Pull out every line from the listing that has the word "forward".

☆ ☆ ☆ ☆

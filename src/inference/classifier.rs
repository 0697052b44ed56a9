//! Horizon classifiers.
//!
//! The pipeline treats a classifier as an opaque function from a normalized
//! (1, T, 5) tensor to a probability vector over the three risk classes.
//! `PooledDenseClassifier` is the artifact-backed implementation shipped
//! with the service; anything else (an ONNX session, a remote model) only
//! needs to implement `Classifier`.

use serde::Deserialize;
use std::path::Path;
use tracing::info;

use super::read_artifact;
use super::scaler::InputTensor;
use crate::error::{ArtifactLoadError, InferenceError};
use crate::model::{FEATURE_COUNT, RISK_CLASSES};

/// Interface for a pretrained horizon classifier.
pub trait Classifier: Send + Sync {
    /// Scores one window. Implementations must not mutate shared state.
    fn predict(&self, input: &InputTensor) -> Result<Vec<f64>, InferenceError>;

    fn name(&self) -> &str;

    fn version(&self) -> &str;
}

// ---------------------------------------------------------------------------
// Artifact format
// ---------------------------------------------------------------------------

#[derive(Debug, Deserialize)]
struct ClassifierArtifact {
    version: String,
    kind: String,
    #[serde(default)]
    input_timesteps: Option<usize>,
    hidden: DenseLayer,
    output: DenseLayer,
}

/// Fully connected layer: `weights[out][in]`, `bias[out]`.
#[derive(Debug, Clone, PartialEq, Deserialize)]
pub struct DenseLayer {
    pub weights: Vec<Vec<f64>>,
    pub bias: Vec<f64>,
}

impl DenseLayer {
    fn check(&self, name: &str, inputs: usize) -> Result<(), String> {
        if self.weights.is_empty() {
            return Err(format!("{} layer has no units", name));
        }
        if self.weights.len() != self.bias.len() {
            return Err(format!(
                "{} layer has {} weight rows but {} biases",
                name,
                self.weights.len(),
                self.bias.len()
            ));
        }
        if let Some(row) = self.weights.iter().position(|w| w.len() != inputs) {
            return Err(format!(
                "{} layer row {} has {} inputs, expected {}",
                name,
                row,
                self.weights[row].len(),
                inputs
            ));
        }
        let all_finite = self.weights.iter().flatten().chain(&self.bias).all(|v| v.is_finite());
        if !all_finite {
            return Err(format!("{} layer contains non-finite parameters", name));
        }
        Ok(())
    }

    fn units(&self) -> usize {
        self.weights.len()
    }

    fn forward(&self, input: &[f64]) -> Vec<f64> {
        self.weights
            .iter()
            .zip(&self.bias)
            .map(|(row, b)| row.iter().zip(input).map(|(w, x)| w * x).sum::<f64>() + b)
            .collect()
    }
}

// ---------------------------------------------------------------------------
// Pooled dense classifier
// ---------------------------------------------------------------------------

/// Summary length fed to the hidden layer: per-feature mean over the
/// window followed by the newest timestep.
pub const SUMMARY_LEN: usize = 2 * FEATURE_COUNT;

/// Sequence classifier that pools the window into a fixed-size summary and
/// runs it through `tanh` hidden and softmax output layers.
///
/// When `input_timesteps` is set the model only accepts windows of exactly
/// that many steps.
#[derive(Debug, Clone)]
pub struct PooledDenseClassifier {
    name: String,
    version: String,
    input_timesteps: Option<usize>,
    hidden: DenseLayer,
    output: DenseLayer,
}

impl PooledDenseClassifier {
    pub fn new(
        name: impl Into<String>,
        version: impl Into<String>,
        input_timesteps: Option<usize>,
        hidden: DenseLayer,
        output: DenseLayer,
    ) -> Result<Self, String> {
        hidden.check("hidden", SUMMARY_LEN)?;
        output.check("output", hidden.units())?;
        if output.units() != RISK_CLASSES {
            return Err(format!(
                "output layer has {} units, expected {}",
                output.units(),
                RISK_CLASSES
            ));
        }
        if input_timesteps == Some(0) {
            return Err("input_timesteps must be at least 1".to_string());
        }

        Ok(Self {
            name: name.into(),
            version: version.into(),
            input_timesteps,
            hidden,
            output,
        })
    }

    /// Loads a `pooled_dense` artifact. `name` labels the model in logs and
    /// errors (e.g. `"flood_24h"`).
    pub fn load(name: &str, path: &Path) -> Result<Self, ArtifactLoadError> {
        let artifact: ClassifierArtifact = read_artifact(path)?;
        let invalid = |reason: String| ArtifactLoadError::Invalid {
            path: path.to_path_buf(),
            reason,
        };

        if artifact.kind != "pooled_dense" {
            return Err(invalid(format!("unsupported classifier kind '{}'", artifact.kind)));
        }

        let model = Self::new(
            name,
            artifact.version,
            artifact.input_timesteps,
            artifact.hidden,
            artifact.output,
        )
        .map_err(invalid)?;

        info!(
            model = %model.name,
            path = %path.display(),
            version = %model.version,
            hidden_units = model.hidden.units(),
            input_timesteps = ?model.input_timesteps,
            "Loaded classifier"
        );
        Ok(model)
    }

    pub fn input_timesteps(&self) -> Option<usize> {
        self.input_timesteps
    }

    fn summarize(steps: &[[f64; FEATURE_COUNT]]) -> [f64; SUMMARY_LEN] {
        let mut summary = [0.0; SUMMARY_LEN];
        let n = steps.len() as f64;
        for step in steps {
            for (acc, x) in summary[..FEATURE_COUNT].iter_mut().zip(step) {
                *acc += x / n;
            }
        }
        if let Some(last) = steps.last() {
            summary[FEATURE_COUNT..].copy_from_slice(last);
        }
        summary
    }
}

/// Numerically stable softmax.
pub fn softmax(logits: &[f64]) -> Vec<f64> {
    let max = logits.iter().copied().fold(f64::NEG_INFINITY, f64::max);
    let exps: Vec<f64> = logits.iter().map(|l| (l - max).exp()).collect();
    let total: f64 = exps.iter().sum();
    exps.into_iter().map(|e| e / total).collect()
}

impl Classifier for PooledDenseClassifier {
    fn predict(&self, input: &InputTensor) -> Result<Vec<f64>, InferenceError> {
        let steps = input.timesteps();
        if steps.is_empty() {
            return Err(InferenceError::EmptyWindow);
        }
        if let Some(expected) = self.input_timesteps {
            if steps.len() != expected {
                return Err(InferenceError::ShapeMismatch {
                    model: self.name.clone(),
                    expected,
                    actual: steps.len(),
                });
            }
        }

        let summary = Self::summarize(steps);
        let hidden: Vec<f64> = self.hidden.forward(&summary).into_iter().map(f64::tanh).collect();
        let probabilities = softmax(&self.output.forward(&hidden));

        if probabilities.iter().any(|p| !p.is_finite()) {
            return Err(InferenceError::Runtime {
                model: self.name.clone(),
                message: "non-finite activation".to_string(),
            });
        }
        Ok(probabilities)
    }

    fn name(&self) -> &str {
        &self.name
    }

    fn version(&self) -> &str {
        &self.version
    }
}

// ---------------------------------------------------------------------------
// Tests
// ---------------------------------------------------------------------------

#[cfg(test)]
mod tests {
    use super::*;
    use std::io::Write;

    fn layer(units: usize, inputs: usize, value: f64) -> DenseLayer {
        DenseLayer {
            weights: vec![vec![value; inputs]; units],
            bias: vec![0.0; units],
        }
    }

    fn tensor(steps: usize, value: f64) -> InputTensor {
        InputTensor::new(vec![[value; FEATURE_COUNT]; steps])
    }

    /// Hidden unit 0 tracks rain (mean and newest); output favors the
    /// high class as that unit saturates.
    fn rain_model(input_timesteps: Option<usize>) -> PooledDenseClassifier {
        let mut hidden_row = vec![0.0; SUMMARY_LEN];
        hidden_row[2] = 1.0;
        hidden_row[FEATURE_COUNT + 2] = 1.0;
        let hidden = DenseLayer {
            weights: vec![hidden_row],
            bias: vec![0.0],
        };
        let output = DenseLayer {
            weights: vec![vec![-4.0], vec![0.0], vec![4.0]],
            bias: vec![0.0, 0.5, 0.0],
        };
        PooledDenseClassifier::new("rain", "test", input_timesteps, hidden, output).unwrap()
    }

    #[test]
    fn test_softmax_sums_to_one() {
        let p = softmax(&[1.0, 2.0, 3.0]);
        assert!((p.iter().sum::<f64>() - 1.0).abs() < 1e-12);
        assert!(p[2] > p[1] && p[1] > p[0]);
    }

    #[test]
    fn test_softmax_handles_large_logits() {
        let p = softmax(&[1000.0, 1000.0, -1000.0]);
        assert!((p[0] - 0.5).abs() < 1e-12);
        assert!(p.iter().all(|x| x.is_finite()));
    }

    #[test]
    fn test_heavy_rain_scores_high() {
        let model = rain_model(None);
        let wet = model.predict(&tensor(30, 3.0)).unwrap();
        let dry = model.predict(&tensor(30, -3.0)).unwrap();

        assert_eq!(wet.len(), RISK_CLASSES);
        assert!(wet[2] > wet[0], "{:?}", wet);
        assert!(dry[0] > dry[2], "{:?}", dry);
    }

    #[test]
    fn test_any_length_accepted_without_fixed_timesteps() {
        let model = rain_model(None);
        for steps in [1, 11, 30, 45] {
            let p = model.predict(&tensor(steps, 0.2)).unwrap();
            assert!((p.iter().sum::<f64>() - 1.0).abs() < 1e-9);
        }
    }

    #[test]
    fn test_fixed_timesteps_reject_other_lengths() {
        let model = rain_model(Some(30));
        assert!(model.predict(&tensor(30, 0.0)).is_ok());
        let err = model.predict(&tensor(11, 0.0)).unwrap_err();
        assert_eq!(
            err,
            InferenceError::ShapeMismatch {
                model: "rain".to_string(),
                expected: 30,
                actual: 11
            }
        );
    }

    #[test]
    fn test_empty_window_rejected() {
        let model = rain_model(None);
        assert_eq!(model.predict(&tensor(0, 0.0)).unwrap_err(), InferenceError::EmptyWindow);
    }

    #[test]
    fn test_output_layer_must_have_three_classes() {
        let hidden = layer(4, SUMMARY_LEN, 0.1);
        let err = PooledDenseClassifier::new("m", "v", None, hidden, layer(2, 4, 0.1)).unwrap_err();
        assert!(err.contains("expected 3"), "{}", err);
    }

    #[test]
    fn test_hidden_layer_must_take_summary() {
        let err = PooledDenseClassifier::new("m", "v", None, layer(4, 5, 0.1), layer(3, 4, 0.1))
            .unwrap_err();
        assert!(err.contains("expected 10"), "{}", err);
    }

    #[test]
    fn test_load_artifact() {
        let artifact = serde_json::json!({
            "version": "2024.05-24h",
            "kind": "pooled_dense",
            "input_timesteps": 30,
            "hidden": { "weights": vec![vec![0.1; SUMMARY_LEN]; 4], "bias": [0.0, 0.1, -0.1, 0.0] },
            "output": { "weights": vec![vec![0.2; 4]; 3], "bias": [0.3, 0.0, -0.3] }
        });
        let mut file = tempfile::NamedTempFile::new().unwrap();
        write!(file, "{}", artifact).unwrap();

        let model = PooledDenseClassifier::load("flood_24h", file.path()).unwrap();
        assert_eq!(model.name(), "flood_24h");
        assert_eq!(model.version(), "2024.05-24h");
        assert_eq!(model.input_timesteps(), Some(30));
    }

    #[test]
    fn test_load_rejects_unknown_kind() {
        let artifact = serde_json::json!({
            "version": "v",
            "kind": "keras_lstm",
            "hidden": { "weights": [], "bias": [] },
            "output": { "weights": [], "bias": [] }
        });
        let mut file = tempfile::NamedTempFile::new().unwrap();
        write!(file, "{}", artifact).unwrap();
        let err = PooledDenseClassifier::load("m", file.path()).unwrap_err();
        assert!(err.to_string().contains("keras_lstm"));
    }
}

☆ ☆ ☆ ☆

→ RESULT:
    fn forward(&self, input: &[f64]) -> Vec<f64> {
        let hidden: Vec<f64> = self.hidden.forward(&summary).into_iter().map(f64::tanh).collect();
        let probabilities = softmax(&self.output.forward(&hidden));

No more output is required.